* _Directions for this task_: Will you return, word for word, only the lines from the top of the data below down to and including the one with "pub mod register;"?

* _Dataset items_:
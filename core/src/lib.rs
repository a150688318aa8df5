//! Front end and x86-64 code generator for a small C-like language. The
//! main entry point is [`Compiler::compile`], which takes a source string
//! and a [`CompilerOptions`] and returns the generated AT&T/GAS assembly, or
//! a [`WithSource`] error if the program doesn't parse.
//!
//! ```
//! use mxcc::{Compiler, CompilerOptions};
//!
//! let source = "int main() { return 2 + 2; }";
//! let asm = Compiler::compile(source, CompilerOptions::default()).unwrap();
//! assert!(asm.render().contains("main:"));
//! ```

#![deny(clippy::all, unused_must_use)]

pub mod assembly;
pub mod ast;
pub mod codegen;
pub mod error;
pub mod lexer;
pub mod optable;
pub mod parser;
pub mod register;
pub mod scope;
pub mod types;
pub mod util;

pub use assembly::Assembly;
pub use error::{CompileError, WithSource};

use ast::Application;
use codegen::CodeGenerator;
use optable::OperatorTable;
use parser::Parser;
use scope::FunctionTable;
use types::StructTable;

/// Knobs the driver exposes over the pipeline. Currently just whether a
/// future optimization pass runs; no such pass exists yet.
#[derive(Debug, Clone, Default)]
pub struct CompilerOptions {
    /// Reserved for a future optimization-level flag. No optimization
    /// passes exist yet, so this has no effect.
    pub optimize: bool,
}

/// Owns the pipeline stages that live for the whole compilation: the struct
/// and function tables populated during parsing, and the operator table
/// built once up front. By having this on a struct, each compile step can
/// take a `&self`/`&mut self` param and hand off to the next in order.
pub struct Compiler {
    structs: StructTable,
    functions: FunctionTable,
    operators: OperatorTable,
}

impl Compiler {
    fn new() -> Self {
        Compiler {
            structs: StructTable::new(),
            functions: FunctionTable::new(),
            operators: OperatorTable::build(),
        }
    }

    /// Runs the whole pipeline — tokenize, parse, generate — on `source`,
    /// returning the emitted assembly or the parse error it failed on.
    pub fn compile(source: &str, _options: CompilerOptions) -> Result<Assembly, WithSource> {
        let mut compiler = Compiler::new();

        let tokens = lexer::tokenize(source);
        debug!(eprintln!("tokens: {:?}", tokens));

        let app = compiler
            .parse(tokens)
            .map_err(|e| WithSource::new(e, source.to_string()))?;
        debug!(eprintln!("ast: {:?}", app));

        let asm = compiler.generate(&app);
        debug!(eprintln!("asm:\n{}", asm.render()));

        Ok(asm)
    }

    fn parse(&mut self, tokens: lexer::TokenStream) -> Result<Application, CompileError> {
        Parser::new(tokens, &mut self.structs, &mut self.functions).parse_application()
    }

    fn generate(&self, app: &Application) -> Assembly {
        CodeGenerator::new(&self.structs, &self.functions, &self.operators).generate(app)
    }
}

#[cfg(test)]
mod tests {
    use super::*;

    #[test]
    fn compiles_a_minimal_program() {
        let asm =
            Compiler::compile("int main() { return 0; }", CompilerOptions::default()).unwrap();
        assert!(asm.render().contains("main:"));
        assert!(asm.render().contains("ret"));
    }

    #[test]
    fn reports_a_parse_error_with_source_context() {
        let err =
            Compiler::compile("int main() { return", CompilerOptions::default()).unwrap_err();
        let rendered = format!("{:#}", err);
        assert!(rendered.contains("Error on line"));
    }
}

* _Response_:
filename core/src/lib.rs
repository a150688318aa8df5
//! Front end and x86-64 code generator for a small C-like language. The
//! main entry point is [`Compiler::compile`], which takes a source string
//! and a [`CompilerOptions`] and returns the generated AT&T/GAS assembly, or
//! a [`WithSource`] error if the program doesn't parse.
//!
//! ```
//! use mxcc::{Compiler, CompilerOptions};
//!
//! let source = "int main() { return 2 + 2; }";
//! let asm = Compiler::compile(source, CompilerOptions::default()).unwrap();
//! assert!(asm.render().contains("main:"));
//! ```

#![deny(clippy::all, unused_must_use)]

pub mod assembly;
pub mod ast;
pub mod codegen;
pub mod error;
pub mod lexer;
pub mod optable;
pub mod parser;
pub mod register;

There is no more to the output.